• **Exercise inputs**
+--
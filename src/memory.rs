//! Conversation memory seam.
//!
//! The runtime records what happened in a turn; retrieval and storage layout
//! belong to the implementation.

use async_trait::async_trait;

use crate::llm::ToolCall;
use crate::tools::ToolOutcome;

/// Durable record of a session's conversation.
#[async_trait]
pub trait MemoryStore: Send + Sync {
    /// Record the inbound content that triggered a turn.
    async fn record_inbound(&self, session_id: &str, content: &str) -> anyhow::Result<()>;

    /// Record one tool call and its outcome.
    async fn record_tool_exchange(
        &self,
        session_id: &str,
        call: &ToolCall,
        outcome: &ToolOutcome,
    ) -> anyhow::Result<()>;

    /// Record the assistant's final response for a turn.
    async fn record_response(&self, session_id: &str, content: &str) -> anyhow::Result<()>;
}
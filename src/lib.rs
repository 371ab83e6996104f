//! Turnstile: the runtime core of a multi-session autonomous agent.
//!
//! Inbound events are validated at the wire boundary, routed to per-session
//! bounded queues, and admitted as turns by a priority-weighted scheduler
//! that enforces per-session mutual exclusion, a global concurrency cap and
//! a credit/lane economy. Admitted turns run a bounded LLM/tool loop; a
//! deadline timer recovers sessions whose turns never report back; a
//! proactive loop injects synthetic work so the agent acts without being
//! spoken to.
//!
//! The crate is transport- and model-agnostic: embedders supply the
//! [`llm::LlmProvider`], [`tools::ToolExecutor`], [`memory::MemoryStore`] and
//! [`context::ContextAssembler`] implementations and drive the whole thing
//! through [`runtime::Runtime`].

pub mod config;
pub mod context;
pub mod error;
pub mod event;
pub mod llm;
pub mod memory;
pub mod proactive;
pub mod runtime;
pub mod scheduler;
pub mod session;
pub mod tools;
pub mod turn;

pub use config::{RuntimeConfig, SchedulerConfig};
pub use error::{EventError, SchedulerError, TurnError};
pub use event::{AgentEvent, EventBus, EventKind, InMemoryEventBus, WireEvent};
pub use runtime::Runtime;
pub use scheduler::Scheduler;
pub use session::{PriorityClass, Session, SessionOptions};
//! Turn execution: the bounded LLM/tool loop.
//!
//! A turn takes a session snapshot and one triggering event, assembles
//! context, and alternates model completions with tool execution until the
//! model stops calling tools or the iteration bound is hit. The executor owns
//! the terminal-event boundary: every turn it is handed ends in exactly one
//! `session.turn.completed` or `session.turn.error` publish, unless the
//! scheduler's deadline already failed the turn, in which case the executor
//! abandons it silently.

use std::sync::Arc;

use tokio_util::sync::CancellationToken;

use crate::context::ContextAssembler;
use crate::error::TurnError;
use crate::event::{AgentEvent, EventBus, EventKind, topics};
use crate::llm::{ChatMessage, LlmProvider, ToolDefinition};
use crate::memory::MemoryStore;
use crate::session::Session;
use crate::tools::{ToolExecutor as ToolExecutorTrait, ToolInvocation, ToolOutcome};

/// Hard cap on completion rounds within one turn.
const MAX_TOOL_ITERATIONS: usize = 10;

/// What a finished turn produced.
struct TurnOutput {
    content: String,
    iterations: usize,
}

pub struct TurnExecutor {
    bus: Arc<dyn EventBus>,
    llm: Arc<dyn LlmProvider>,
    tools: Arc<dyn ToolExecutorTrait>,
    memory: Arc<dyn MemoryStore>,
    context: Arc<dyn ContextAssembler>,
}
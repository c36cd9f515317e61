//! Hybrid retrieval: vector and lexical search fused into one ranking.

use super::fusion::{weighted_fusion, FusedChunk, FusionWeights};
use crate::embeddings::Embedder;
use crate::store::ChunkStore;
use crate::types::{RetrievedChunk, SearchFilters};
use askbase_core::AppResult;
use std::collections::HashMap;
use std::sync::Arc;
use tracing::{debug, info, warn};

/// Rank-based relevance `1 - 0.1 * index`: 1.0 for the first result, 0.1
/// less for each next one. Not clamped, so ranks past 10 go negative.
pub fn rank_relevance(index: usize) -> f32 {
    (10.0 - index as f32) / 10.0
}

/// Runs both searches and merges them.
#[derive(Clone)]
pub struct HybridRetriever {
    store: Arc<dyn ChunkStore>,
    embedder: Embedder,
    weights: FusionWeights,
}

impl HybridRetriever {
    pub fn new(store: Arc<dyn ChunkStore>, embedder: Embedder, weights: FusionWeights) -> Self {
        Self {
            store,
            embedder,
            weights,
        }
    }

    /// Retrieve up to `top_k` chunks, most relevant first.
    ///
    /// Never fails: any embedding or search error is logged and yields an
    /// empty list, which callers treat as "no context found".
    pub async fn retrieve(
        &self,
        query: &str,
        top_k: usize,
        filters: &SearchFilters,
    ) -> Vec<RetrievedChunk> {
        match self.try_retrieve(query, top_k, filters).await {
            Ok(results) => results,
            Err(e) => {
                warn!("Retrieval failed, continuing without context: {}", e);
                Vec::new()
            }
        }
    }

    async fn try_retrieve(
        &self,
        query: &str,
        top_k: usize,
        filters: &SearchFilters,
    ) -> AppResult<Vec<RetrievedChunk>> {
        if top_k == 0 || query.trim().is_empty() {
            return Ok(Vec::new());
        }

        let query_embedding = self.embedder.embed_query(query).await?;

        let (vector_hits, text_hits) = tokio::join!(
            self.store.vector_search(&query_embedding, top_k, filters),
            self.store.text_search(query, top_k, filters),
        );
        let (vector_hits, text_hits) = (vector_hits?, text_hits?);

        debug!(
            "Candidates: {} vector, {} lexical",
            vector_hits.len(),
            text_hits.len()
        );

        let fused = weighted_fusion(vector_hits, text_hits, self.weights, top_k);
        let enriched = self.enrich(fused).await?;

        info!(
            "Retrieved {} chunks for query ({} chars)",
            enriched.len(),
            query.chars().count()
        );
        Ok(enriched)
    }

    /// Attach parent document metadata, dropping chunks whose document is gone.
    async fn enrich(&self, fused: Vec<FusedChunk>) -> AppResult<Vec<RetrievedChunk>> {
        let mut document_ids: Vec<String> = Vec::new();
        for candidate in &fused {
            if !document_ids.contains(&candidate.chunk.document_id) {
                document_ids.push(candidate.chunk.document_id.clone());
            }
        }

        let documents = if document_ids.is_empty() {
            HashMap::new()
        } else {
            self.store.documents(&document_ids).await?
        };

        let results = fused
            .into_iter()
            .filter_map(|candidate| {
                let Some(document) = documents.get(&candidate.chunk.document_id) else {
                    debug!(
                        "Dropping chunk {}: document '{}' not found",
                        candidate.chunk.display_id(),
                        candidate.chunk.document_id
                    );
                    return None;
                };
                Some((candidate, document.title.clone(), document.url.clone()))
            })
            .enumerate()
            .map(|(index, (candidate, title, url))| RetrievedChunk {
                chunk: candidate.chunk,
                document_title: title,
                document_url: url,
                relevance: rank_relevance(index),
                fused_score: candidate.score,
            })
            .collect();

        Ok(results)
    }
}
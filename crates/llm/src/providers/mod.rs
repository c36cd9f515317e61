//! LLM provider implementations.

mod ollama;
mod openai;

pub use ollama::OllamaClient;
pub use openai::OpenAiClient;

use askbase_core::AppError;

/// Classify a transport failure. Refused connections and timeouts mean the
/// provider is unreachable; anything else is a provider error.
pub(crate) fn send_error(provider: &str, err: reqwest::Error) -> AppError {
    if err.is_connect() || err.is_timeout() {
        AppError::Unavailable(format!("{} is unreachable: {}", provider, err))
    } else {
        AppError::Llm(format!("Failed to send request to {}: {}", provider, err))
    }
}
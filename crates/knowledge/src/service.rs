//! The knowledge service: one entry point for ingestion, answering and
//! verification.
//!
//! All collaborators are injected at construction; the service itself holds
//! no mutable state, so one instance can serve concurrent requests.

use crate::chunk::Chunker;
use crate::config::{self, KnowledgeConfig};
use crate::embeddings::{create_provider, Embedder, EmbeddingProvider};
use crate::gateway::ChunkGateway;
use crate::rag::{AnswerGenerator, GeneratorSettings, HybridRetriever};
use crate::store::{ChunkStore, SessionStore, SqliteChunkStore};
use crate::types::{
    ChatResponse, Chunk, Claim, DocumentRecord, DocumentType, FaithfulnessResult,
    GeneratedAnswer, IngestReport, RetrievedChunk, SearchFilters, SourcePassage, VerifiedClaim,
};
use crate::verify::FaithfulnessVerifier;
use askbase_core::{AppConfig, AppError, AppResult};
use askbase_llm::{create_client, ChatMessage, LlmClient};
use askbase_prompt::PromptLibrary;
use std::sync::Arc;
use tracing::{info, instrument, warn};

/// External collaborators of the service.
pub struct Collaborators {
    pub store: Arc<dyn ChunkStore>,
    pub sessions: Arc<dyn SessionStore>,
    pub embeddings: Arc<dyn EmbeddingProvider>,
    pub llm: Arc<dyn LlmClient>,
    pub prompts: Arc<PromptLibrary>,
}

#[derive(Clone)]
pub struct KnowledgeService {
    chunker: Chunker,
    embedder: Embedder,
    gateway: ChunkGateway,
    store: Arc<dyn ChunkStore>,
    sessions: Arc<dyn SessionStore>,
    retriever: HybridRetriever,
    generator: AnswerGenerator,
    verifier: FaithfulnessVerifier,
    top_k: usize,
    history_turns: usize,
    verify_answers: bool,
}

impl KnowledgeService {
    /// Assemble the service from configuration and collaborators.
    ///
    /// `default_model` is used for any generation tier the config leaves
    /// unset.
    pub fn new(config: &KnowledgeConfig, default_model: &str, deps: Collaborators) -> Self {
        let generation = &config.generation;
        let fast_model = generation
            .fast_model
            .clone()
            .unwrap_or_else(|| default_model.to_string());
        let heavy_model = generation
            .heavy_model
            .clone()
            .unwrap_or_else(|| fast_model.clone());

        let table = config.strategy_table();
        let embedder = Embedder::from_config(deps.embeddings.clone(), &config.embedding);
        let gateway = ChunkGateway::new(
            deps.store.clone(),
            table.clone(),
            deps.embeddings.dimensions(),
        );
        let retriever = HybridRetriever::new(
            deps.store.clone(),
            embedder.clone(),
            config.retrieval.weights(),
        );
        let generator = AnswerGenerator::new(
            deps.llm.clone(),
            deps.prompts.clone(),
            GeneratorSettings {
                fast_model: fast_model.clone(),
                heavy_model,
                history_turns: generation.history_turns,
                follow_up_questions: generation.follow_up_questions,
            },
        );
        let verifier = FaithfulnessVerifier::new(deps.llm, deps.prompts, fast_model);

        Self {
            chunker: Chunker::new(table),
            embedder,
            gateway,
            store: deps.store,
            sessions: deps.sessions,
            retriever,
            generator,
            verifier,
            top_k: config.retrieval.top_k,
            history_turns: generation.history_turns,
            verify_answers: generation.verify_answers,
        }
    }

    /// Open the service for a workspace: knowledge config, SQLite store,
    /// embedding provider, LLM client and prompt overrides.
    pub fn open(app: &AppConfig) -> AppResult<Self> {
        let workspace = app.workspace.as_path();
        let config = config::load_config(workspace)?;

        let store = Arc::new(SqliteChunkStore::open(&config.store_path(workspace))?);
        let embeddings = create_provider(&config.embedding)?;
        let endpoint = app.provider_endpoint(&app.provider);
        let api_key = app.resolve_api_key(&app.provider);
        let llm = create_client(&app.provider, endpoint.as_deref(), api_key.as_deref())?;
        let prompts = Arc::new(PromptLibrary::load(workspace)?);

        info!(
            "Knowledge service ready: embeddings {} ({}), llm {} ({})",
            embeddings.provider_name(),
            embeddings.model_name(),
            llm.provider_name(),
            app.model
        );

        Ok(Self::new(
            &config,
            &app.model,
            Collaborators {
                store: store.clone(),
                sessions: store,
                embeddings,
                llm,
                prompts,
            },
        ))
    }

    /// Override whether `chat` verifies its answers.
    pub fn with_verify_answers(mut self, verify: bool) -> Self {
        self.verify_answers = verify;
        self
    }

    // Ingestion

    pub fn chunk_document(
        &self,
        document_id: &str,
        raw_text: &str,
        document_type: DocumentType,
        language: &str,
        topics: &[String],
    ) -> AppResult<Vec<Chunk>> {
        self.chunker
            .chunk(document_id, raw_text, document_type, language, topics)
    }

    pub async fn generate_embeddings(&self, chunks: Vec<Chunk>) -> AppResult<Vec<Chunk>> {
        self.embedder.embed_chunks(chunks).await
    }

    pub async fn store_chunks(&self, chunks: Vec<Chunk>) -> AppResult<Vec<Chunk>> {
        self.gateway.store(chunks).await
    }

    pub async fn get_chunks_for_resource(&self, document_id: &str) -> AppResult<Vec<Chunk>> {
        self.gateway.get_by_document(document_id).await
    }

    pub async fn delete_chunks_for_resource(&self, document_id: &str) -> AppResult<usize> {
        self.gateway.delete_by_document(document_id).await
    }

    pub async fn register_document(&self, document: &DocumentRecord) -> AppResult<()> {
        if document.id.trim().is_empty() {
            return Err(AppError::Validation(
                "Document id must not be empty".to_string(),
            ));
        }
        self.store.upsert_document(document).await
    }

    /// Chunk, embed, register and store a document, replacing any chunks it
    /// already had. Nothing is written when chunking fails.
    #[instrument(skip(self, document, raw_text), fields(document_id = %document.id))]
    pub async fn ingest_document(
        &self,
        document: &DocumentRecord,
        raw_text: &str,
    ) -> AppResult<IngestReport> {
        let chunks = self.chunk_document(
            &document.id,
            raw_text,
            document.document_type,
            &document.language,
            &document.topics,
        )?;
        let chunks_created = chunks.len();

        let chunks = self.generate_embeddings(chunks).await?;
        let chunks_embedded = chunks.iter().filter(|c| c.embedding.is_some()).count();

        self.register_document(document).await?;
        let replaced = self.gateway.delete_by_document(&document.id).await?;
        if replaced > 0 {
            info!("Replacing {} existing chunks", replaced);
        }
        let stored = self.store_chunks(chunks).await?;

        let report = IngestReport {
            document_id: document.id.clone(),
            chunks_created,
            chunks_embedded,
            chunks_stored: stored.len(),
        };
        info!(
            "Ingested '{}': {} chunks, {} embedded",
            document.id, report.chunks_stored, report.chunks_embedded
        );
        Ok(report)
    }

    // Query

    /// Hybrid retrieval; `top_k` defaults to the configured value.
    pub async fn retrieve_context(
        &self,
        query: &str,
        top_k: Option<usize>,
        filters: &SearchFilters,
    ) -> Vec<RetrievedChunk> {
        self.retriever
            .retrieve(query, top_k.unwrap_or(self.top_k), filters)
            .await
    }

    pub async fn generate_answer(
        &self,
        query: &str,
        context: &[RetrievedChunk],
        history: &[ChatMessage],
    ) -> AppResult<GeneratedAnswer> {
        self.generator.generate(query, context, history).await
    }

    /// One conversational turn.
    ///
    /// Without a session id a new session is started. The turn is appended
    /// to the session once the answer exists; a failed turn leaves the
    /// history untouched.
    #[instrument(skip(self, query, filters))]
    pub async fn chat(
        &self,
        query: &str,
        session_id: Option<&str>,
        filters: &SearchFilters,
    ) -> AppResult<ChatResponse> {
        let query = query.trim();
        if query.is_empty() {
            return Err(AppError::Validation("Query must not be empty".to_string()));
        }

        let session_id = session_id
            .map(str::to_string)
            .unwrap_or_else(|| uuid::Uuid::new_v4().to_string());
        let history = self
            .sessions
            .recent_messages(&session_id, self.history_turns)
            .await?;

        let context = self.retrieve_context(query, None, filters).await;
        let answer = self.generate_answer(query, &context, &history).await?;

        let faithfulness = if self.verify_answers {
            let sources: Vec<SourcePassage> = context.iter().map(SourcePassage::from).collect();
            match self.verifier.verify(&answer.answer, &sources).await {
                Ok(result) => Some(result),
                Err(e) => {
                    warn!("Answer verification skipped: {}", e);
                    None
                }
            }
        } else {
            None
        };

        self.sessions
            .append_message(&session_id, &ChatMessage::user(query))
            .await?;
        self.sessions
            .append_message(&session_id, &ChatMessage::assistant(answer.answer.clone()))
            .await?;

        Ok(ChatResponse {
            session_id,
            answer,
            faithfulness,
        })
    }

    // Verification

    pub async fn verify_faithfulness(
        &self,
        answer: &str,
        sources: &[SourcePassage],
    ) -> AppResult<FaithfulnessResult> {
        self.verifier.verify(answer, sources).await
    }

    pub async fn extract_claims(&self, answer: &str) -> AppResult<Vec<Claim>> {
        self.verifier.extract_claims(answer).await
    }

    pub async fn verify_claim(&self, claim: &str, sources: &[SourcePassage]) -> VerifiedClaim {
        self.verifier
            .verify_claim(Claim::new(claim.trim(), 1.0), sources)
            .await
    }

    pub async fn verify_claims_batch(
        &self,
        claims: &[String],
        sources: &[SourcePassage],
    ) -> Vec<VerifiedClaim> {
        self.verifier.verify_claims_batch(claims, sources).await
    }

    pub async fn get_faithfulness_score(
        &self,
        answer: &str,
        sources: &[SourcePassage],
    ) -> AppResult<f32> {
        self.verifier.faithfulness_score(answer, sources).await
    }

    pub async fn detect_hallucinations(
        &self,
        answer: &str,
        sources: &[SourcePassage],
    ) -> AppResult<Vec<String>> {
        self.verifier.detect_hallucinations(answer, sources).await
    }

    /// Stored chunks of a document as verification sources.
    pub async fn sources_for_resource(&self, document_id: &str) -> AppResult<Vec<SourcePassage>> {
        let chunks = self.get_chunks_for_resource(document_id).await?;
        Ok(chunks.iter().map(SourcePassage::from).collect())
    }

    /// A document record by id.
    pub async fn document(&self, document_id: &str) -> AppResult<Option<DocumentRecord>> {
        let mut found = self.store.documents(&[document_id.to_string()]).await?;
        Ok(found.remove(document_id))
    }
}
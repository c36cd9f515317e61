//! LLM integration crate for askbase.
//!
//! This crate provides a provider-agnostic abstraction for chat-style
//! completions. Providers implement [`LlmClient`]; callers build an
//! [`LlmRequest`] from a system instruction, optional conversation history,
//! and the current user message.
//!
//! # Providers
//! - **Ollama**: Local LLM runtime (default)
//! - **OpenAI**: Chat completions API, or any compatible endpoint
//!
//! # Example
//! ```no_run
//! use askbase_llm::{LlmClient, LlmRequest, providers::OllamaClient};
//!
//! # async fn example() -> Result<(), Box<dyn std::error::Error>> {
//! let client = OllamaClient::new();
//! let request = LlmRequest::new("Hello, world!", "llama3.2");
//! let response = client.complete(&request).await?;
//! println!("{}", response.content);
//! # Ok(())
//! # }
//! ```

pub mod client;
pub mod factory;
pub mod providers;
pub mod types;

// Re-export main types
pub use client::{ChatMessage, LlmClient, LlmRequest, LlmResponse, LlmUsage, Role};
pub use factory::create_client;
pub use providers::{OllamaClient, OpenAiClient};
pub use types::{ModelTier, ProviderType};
+--
• **Description of the task**
Please transcribe exactly the lines above from the line that has "filename src/lib.rs" up to and including the line that has "concurrency cap and"; no other line belongs in the answer.

• **Exercise response**
filename src/lib.rs
repository 371ab83e6996104f
//! Turnstile: the runtime core of a multi-session autonomous agent.
//!
//! Inbound events are validated at the wire boundary, routed to per-session
//! bounded queues, and admitted as turns by a priority-weighted scheduler
//! that enforces per-session mutual exclusion, a global concurrency cap and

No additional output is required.